Poseidon jatuh hati pada Medusa, namun cintanya bertepuk sebelah tangan. Medusa tidak mau berhubungan dengan Poseidon, bersumpah pada Athena tak akan 'mengotori' kuilnya. Kesal, Poseidon memperkosa Medusa dan meninggalkannya di kuil Athena. Athena, yang melihat Medusa telah dilecehkan, bukannya menolong tetapi malah mengutuk Medusa menjadi perempuan berkepala ular. Medusa dianggap gagal menjalankan tugasnya.
ADVERTISEMENT
Produk Pop Culture seperti kisah Clash of The Titans lebih banyak bercerita perihal apa yang terjadi setelah Medusa dikutuk. Tak banyak yang menyorot masa mudanya, sebelum ia didemonisasi dan tewas di tangan Perseus yang merupakan putra dari Zeus.

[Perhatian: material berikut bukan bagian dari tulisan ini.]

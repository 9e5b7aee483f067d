//! Core library modules shared by the storage layer and the menus.
//!
//! - Infrastructure: [`config`], [`data_storage`], [`error`], [`messages`]
//! - Domain services: [`auth`], [`indicator`]
//! - Console output: [`formatter`], [`view`]

pub mod auth;
pub mod config;
pub mod data_storage;
pub mod error;
pub mod formatter;
pub mod indicator;
pub mod messages;
pub mod view;
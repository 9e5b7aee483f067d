use dotenv::dotenv;
use std::env;
use std::fs::{self, File};
use std::io::{self, Write};
use std::path::Path;
use toml::Value;

/// Writes `APP_METADATA_*` constants into `$OUT_DIR/app_metadata.rs`.
struct AppMetadata {
    file: std::fs::File,
}

impl AppMetadata {
    pub fn new() -> io::Result<Self> {
        let out_dir = env::var("OUT_DIR").map_err(io::Error::other)?;
        let dest_path = Path::new(&out_dir).join("app_metadata.rs");
        let file = File::create(&dest_path)?;
        Ok(Self { file })
    }

    pub fn write(&mut self, key: &str, value: &str) -> io::Result<()> {
        write!(
            self.file,
            "#[allow(unused)]\npub const APP_METADATA_{}: &str = \"{}\";\n",
            &key.to_uppercase(),
            &value
        )
    }
}

fn main() -> io::Result<()> {
    let _ = dotenv();
    println!("cargo:rerun-if-changed=Cargo.toml");

    let cargo_toml = fs::read_to_string("Cargo.toml")?;
    let cargo_toml: Value = toml::from_str(&cargo_toml).map_err(io::Error::other)?;

    let mut app_metadata = AppMetadata::new()?;
    app_metadata.write("NAME", &env::var("CARGO_PKG_NAME").unwrap_or_else(|_| "ecotech".to_string()))?;
    app_metadata.write("VERSION", &env::var("CARGO_PKG_VERSION").unwrap_or_else(|_| "0.0.0".to_string()))?;

    if let Some(metadata) = cargo_toml.get("package").and_then(|pkg| pkg.get("metadata")).and_then(|meta| meta.as_table()) {
        for (key, value) in metadata {
            if let Some(value) = value.as_str() {
                app_metadata.write(key, value)?;
            }
        }
    }

    Ok(())
}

Suryani adalah representasi dari Medusa. Ia juga didemonisasi. Ia, yang berjasa meramaikan Teater Matahari berkat websitenya, malah dilecehkan secara publik. Dan, ketika ia sudah dilecehkan, nyaris tak ada yang mau membantunya untuk mengungkap fakta. Sur sudah dianggap cacat ketika dilecehkan dan upayanya untuk mengungkap fakta lebih dianggap sebagai beban jika bukan hal yang sia-sia.

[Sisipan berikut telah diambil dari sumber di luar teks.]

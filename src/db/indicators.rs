use crate::db::db::Db;
use crate::libs::error::AppError;
use crate::libs::formatter::round_to;
use crate::libs::indicator::{IndicatorCode, DEFAULT_SOURCE};
use crate::libs::messages::Message;
use chrono::NaiveDate;
use rusqlite::{params, Row};
use serde::{Deserialize, Serialize};

const UPSERT_INDICATOR: &str = "INSERT INTO indicador_economico (codigo, nombre, fecha, valor, fuente)
    VALUES (?1, ?2, ?3, ?4, ?5)
    ON CONFLICT (codigo, fecha) DO UPDATE SET
        nombre = excluded.nombre,
        valor = excluded.valor,
        fuente = excluded.fuente,
        registrado_en = CURRENT_TIMESTAMP";
const SELECT_INDICATOR: &str = "SELECT id, codigo, nombre, fecha, valor, fuente, registrado_en
    FROM indicador_economico WHERE codigo = ?1 AND fecha = ?2";
const SELECT_LATEST: &str = "SELECT id, codigo, nombre, fecha, valor, fuente, registrado_en
    FROM indicador_economico WHERE codigo = ?1
    ORDER BY fecha DESC LIMIT 1";
const SELECT_HISTORY: &str = "SELECT id, codigo, nombre, fecha, valor, fuente, registrado_en
    FROM indicador_economico WHERE codigo = ?1
    ORDER BY fecha DESC LIMIT ?2";
const SELECT_LATEST_PER_CODE: &str = "SELECT i.id, i.codigo, i.nombre, i.fecha, i.valor, i.fuente, i.registrado_en
    FROM indicador_economico i
    JOIN (SELECT codigo, MAX(fecha) AS fecha FROM indicador_economico GROUP BY codigo) latest
        ON latest.codigo = i.codigo AND latest.fecha = i.fecha
    ORDER BY i.codigo";
const DELETE_OLDER_THAN: &str = "DELETE FROM indicador_economico WHERE fecha < date('now', ?1)";
const SELECT_STATS: &str = "SELECT COUNT(*), COUNT(DISTINCT codigo), MAX(registrado_en) FROM indicador_economico";

pub const DEFAULT_HISTORY_LIMIT: u32 = 30;
/// Two years.
pub const DEFAULT_RETENTION_DAYS: u32 = 730;

#[derive(Debug, Clone, Serialize, Deserialize)]
pub struct EconomicIndicator {
    pub id: i64,
    pub code: IndicatorCode,
    pub name: String,
    pub date: NaiveDate,
    pub value: f64,
    pub source: String,
    pub registered_at: Option<String>,
}

impl EconomicIndicator {
    fn from_row(row: &Row<'_>) -> rusqlite::Result<Self> {
        Ok(EconomicIndicator {
            id: row.get(0)?,
            code: row.get(1)?,
            name: row.get(2)?,
            date: row.get(3)?,
            value: row.get(4)?,
            source: row.get(5)?,
            registered_at: row.get(6)?,
        })
    }
}

#[derive(Debug, Clone, PartialEq, Default)]
pub struct IndicatorStats {
    pub total: i64,
    pub distinct_codes: i64,
    pub last_update: Option<String>,
}

/// Persisted snapshots, one per code and date.
pub struct EconomicIndicators<'a> {
    db: &'a Db,
}

impl<'a> EconomicIndicators<'a> {
    pub fn new(db: &'a Db) -> Self {
        Self { db }
    }

    /// Stores the value rounded to 4 decimals. Saving the same code and date
    /// again overwrites the value and refreshes the registration time.
    pub fn save(&self, code: IndicatorCode, date: NaiveDate, value: f64, source: Option<&str>) -> Result<(), AppError> {
        if !value.is_finite() {
            return Err(AppError::Validation(Message::InvalidIndicatorValue(value)));
        }

        let source = source.map(str::trim).filter(|s| !s.is_empty()).unwrap_or(DEFAULT_SOURCE);
        self.db.execute_write(
            UPSERT_INDICATOR,
            params![code, code.official_name(), date, round_to(value, 4), source],
        )?;
        Ok(())
    }

    pub fn get(&self, code: IndicatorCode, date: NaiveDate) -> Result<Option<EconomicIndicator>, AppError> {
        Ok(self.db.query_one(SELECT_INDICATOR, params![code, date], EconomicIndicator::from_row)?)
    }

    pub fn latest(&self, code: IndicatorCode) -> Result<Option<EconomicIndicator>, AppError> {
        Ok(self.db.query_one(SELECT_LATEST, params![code], EconomicIndicator::from_row)?)
    }

    /// Newest first.
    pub fn history(&self, code: IndicatorCode, limit: u32) -> Result<Vec<EconomicIndicator>, AppError> {
        Ok(self.db.query_many(SELECT_HISTORY, params![code, limit], EconomicIndicator::from_row)?)
    }

    pub fn latest_per_code(&self) -> Result<Vec<EconomicIndicator>, AppError> {
        Ok(self.db.query_many(SELECT_LATEST_PER_CODE, [], EconomicIndicator::from_row)?)
    }

    /// Deletes values dated more than `days` ago. Returns how many went.
    pub fn purge_older_than(&self, days: u32) -> Result<usize, AppError> {
        Ok(self
            .db
            .execute_write(DELETE_OLDER_THAN, params![format!("-{} days", days)])?
            .rows_affected)
    }

    pub fn stats(&self) -> Result<IndicatorStats, AppError> {
        let stats = self.db.query_one(SELECT_STATS, [], |row| {
            Ok(IndicatorStats {
                total: row.get(0)?,
                distinct_codes: row.get(1)?,
                last_update: row.get(2)?,
            })
        })?;
        Ok(stats.unwrap_or_default())
    }
}
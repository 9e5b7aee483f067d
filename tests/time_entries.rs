#[cfg(test)]
mod tests {
    use chrono::NaiveDate;
    use ecotech::db::db::{DatabaseConfig, Db};
    use ecotech::db::employees::{Employees, NewEmployee};
    use ecotech::db::projects::{NewProject, Projects};
    use ecotech::db::schema;
    use ecotech::db::time_entries::{validate_hours, NewTimeEntry, TimeEntries};
    use ecotech::libs::error::AppError;
    use ecotech::libs::messages::Message;
    use tempfile::TempDir;
    use test_context::{test_context, TestContext};

    struct TimeTestContext {
        db: Db,
        _temp_dir: TempDir,
        ana: i64,
        bruno: i64,
        solar: i64,
        reciclaje: i64,
    }

    impl TestContext for TimeTestContext {
        fn setup() -> Self {
            let temp_dir = tempfile::tempdir().unwrap();
            let db = Db::open(DatabaseConfig::at(temp_dir.path().join("ecotech.db"))).unwrap();
            schema::initialize(&db).unwrap();

            let employees = Employees::new(&db);
            let ana = employees.create(NewEmployee::new("Ana Pérez", "ana@ecotech.cl")).unwrap();
            let bruno = employees.create(NewEmployee::new("Bruno Díaz", "bruno@ecotech.cl")).unwrap();

            let projects = Projects::new(&db);
            let new_project = |name: &str| NewProject {
                name: name.to_string(),
                ..Default::default()
            };
            let solar = projects.create(new_project("Solar")).unwrap();
            let reciclaje = projects.create(new_project("Reciclaje")).unwrap();

            TimeTestContext {
                db,
                _temp_dir: temp_dir,
                ana,
                bruno,
                solar,
                reciclaje,
            }
        }
    }

    fn day(d: u32) -> NaiveDate {
        NaiveDate::from_ymd_opt(2025, 3, d).unwrap()
    }

    impl TimeTestContext {
        fn record(&self, employee_id: i64, project_id: i64, date: NaiveDate, hours: f64) -> Result<i64, AppError> {
            TimeEntries::new(&self.db).record(NewTimeEntry {
                employee_id,
                project_id,
                date,
                hours,
                description: None,
            })
        }
    }

    #[test]
    fn test_hours_bounds() {
        assert!(matches!(validate_hours(0.0), Err(AppError::Validation(Message::InvalidHours(_)))));
        assert!(validate_hours(-2.0).is_err());
        assert!(validate_hours(25.0).is_err());
        assert!(validate_hours(f64::NAN).is_err());
        assert!(matches!(validate_hours(24.001), Err(AppError::Validation(Message::InvalidHours(_)))));
        assert!(validate_hours(24.004).is_err());
        assert!(matches!(
            validate_hours(0.004),
            Err(AppError::Validation(Message::HoursBelowPrecision(_)))
        ));

        assert_eq!(validate_hours(8.5).unwrap(), 8.5);
        assert_eq!(validate_hours(24.0).unwrap(), 24.0);
        assert_eq!(validate_hours(7.333).unwrap(), 7.33);
    }

    #[test_context(TimeTestContext)]
    #[test]
    fn test_record_validates_hours(ctx: &mut TimeTestContext) {
        assert!(ctx.record(ctx.ana, ctx.solar, day(3), 0.0).is_err());
        assert!(ctx.record(ctx.ana, ctx.solar, day(3), 25.0).is_err());
        ctx.record(ctx.ana, ctx.solar, day(3), 8.5).unwrap();

        let entries = TimeEntries::new(&ctx.db).list_for_employee(ctx.ana, None, None).unwrap();
        assert_eq!(entries.len(), 1);
        assert_eq!(entries[0].hours, 8.5);
        assert_eq!(entries[0].project_name, "Solar");
    }

    #[test_context(TimeTestContext)]
    #[test]
    fn test_record_requires_existing_ends(ctx: &mut TimeTestContext) {
        assert!(matches!(
            ctx.record(999, ctx.solar, day(3), 4.0),
            Err(AppError::NotFound { entity: "employee", id: 999 })
        ));
        assert!(matches!(
            ctx.record(ctx.ana, 999, day(3), 4.0),
            Err(AppError::NotFound { entity: "project", id: 999 })
        ));
        assert_eq!(TimeEntries::new(&ctx.db).global_stats().unwrap().entries, 0);
    }

    #[test_context(TimeTestContext)]
    #[test]
    fn test_description_is_trimmed(ctx: &mut TimeTestContext) {
        let entries = TimeEntries::new(&ctx.db);
        entries
            .record(NewTimeEntry {
                employee_id: ctx.ana,
                project_id: ctx.solar,
                date: day(4),
                hours: 2.0,
                description: Some("  Instalación de paneles  ".to_string()),
            })
            .unwrap();
        entries
            .record(NewTimeEntry {
                employee_id: ctx.ana,
                project_id: ctx.solar,
                date: day(5),
                hours: 2.0,
                description: Some("   ".to_string()),
            })
            .unwrap();

        let listed = entries.list_for_employee(ctx.ana, None, None).unwrap();
        assert_eq!(listed[0].date, day(5));
        assert_eq!(listed[0].description, None);
        assert_eq!(listed[1].description.as_deref(), Some("Instalación de paneles"));
    }

    #[test_context(TimeTestContext)]
    #[test]
    fn test_range_queries(ctx: &mut TimeTestContext) {
        ctx.record(ctx.ana, ctx.solar, day(3), 8.0).unwrap();
        ctx.record(ctx.ana, ctx.reciclaje, day(10), 4.25).unwrap();
        ctx.record(ctx.ana, ctx.solar, day(17), 6.0).unwrap();
        let entries = TimeEntries::new(&ctx.db);

        assert_eq!(entries.total_hours_for_employee(ctx.ana, None, None).unwrap(), 18.25);
        assert_eq!(entries.total_hours_for_employee(ctx.ana, Some(day(10)), None).unwrap(), 10.25);
        assert_eq!(entries.total_hours_for_employee(ctx.ana, None, Some(day(10))).unwrap(), 12.25);
        assert_eq!(
            entries.total_hours_for_employee(ctx.ana, Some(day(4)), Some(day(16))).unwrap(),
            4.25
        );
        assert_eq!(entries.total_hours_for_employee(ctx.bruno, None, None).unwrap(), 0.0);

        let dates: Vec<NaiveDate> = entries
            .list_for_employee(ctx.ana, Some(day(3)), Some(day(10)))
            .unwrap()
            .into_iter()
            .map(|e| e.date)
            .collect();
        assert_eq!(dates, vec![day(10), day(3)]);
    }

    #[test_context(TimeTestContext)]
    #[test]
    fn test_reports(ctx: &mut TimeTestContext) {
        ctx.record(ctx.ana, ctx.solar, day(3), 8.0).unwrap();
        ctx.record(ctx.ana, ctx.solar, day(4), 8.0).unwrap();
        ctx.record(ctx.bruno, ctx.solar, day(4), 4.0).unwrap();
        let entries = TimeEntries::new(&ctx.db);

        let by_employee = entries.hours_by_employee().unwrap();
        assert_eq!(by_employee.len(), 2);
        assert_eq!(by_employee[0].name, "Ana Pérez");
        assert_eq!(by_employee[0].total_hours, 16.0);
        assert_eq!(by_employee[0].entries, 2);
        assert_eq!(by_employee[0].daily_average(), 0.8);
        assert_eq!(by_employee[1].total_hours, 4.0);

        let by_project = entries.hours_by_project().unwrap();
        assert_eq!(by_project[0].name, "Solar");
        assert_eq!(by_project[0].total_hours, 20.0);
        assert_eq!(by_project[0].employees, 2);
        assert_eq!(by_project[1].name, "Reciclaje");
        assert_eq!(by_project[1].total_hours, 0.0);
        assert_eq!(by_project[1].employees, 0);

        let stats = entries.global_stats().unwrap();
        assert_eq!(stats.employees, 2);
        assert_eq!(stats.projects, 1);
        assert_eq!(stats.entries, 3);
        assert_eq!(stats.total_hours, 20.0);
        assert_eq!(stats.first_date, Some(day(3)));
        assert_eq!(stats.last_date, Some(day(4)));
        assert_eq!(stats.average_per_employee, 10.0);
    }

    #[test_context(TimeTestContext)]
    #[test]
    fn test_stats_without_entries(ctx: &mut TimeTestContext) {
        let stats = TimeEntries::new(&ctx.db).global_stats().unwrap();
        assert_eq!(stats.entries, 0);
        assert_eq!(stats.total_hours, 0.0);
        assert_eq!(stats.first_date, None);
        assert_eq!(stats.average_per_employee, 0.0);

        let by_employee = TimeEntries::new(&ctx.db).hours_by_employee().unwrap();
        assert!(by_employee.iter().all(|e| e.total_hours == 0.0 && e.entries == 0));
    }
}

Perumpaan Suryani = Medusa memang tidak ditampilkan secara subtle. Kisah pentas Medusa adalah salah satu plot device dari film ini. Jika penonton familiar dengan kisahnya, sejak awal sudah akan menangkap bahwa Suryani di Penyalin Cahaya adalah perwujudan dari Medusa sendiri.
ADVERTISEMENT
Dengan segala kelebihannya, Penyalin Cahaya adalah film Indonesia yang wajib ditonton. Ini adalah salah satu karya terbaik Wregas Bhanuteja. Tak hanya storytellingnya mantap, referensinya ke mitologi Yunani juga bagus. Sayangnya, sekarang momentum film ini terganggu kasus pelecehan seksual yang ironisnya dilakukan oleh penulis naskah film Penyalin Cahaya. Entah apakah pembuatan Penyalin Cahaya menjadi coping mechanism dari sang terduga.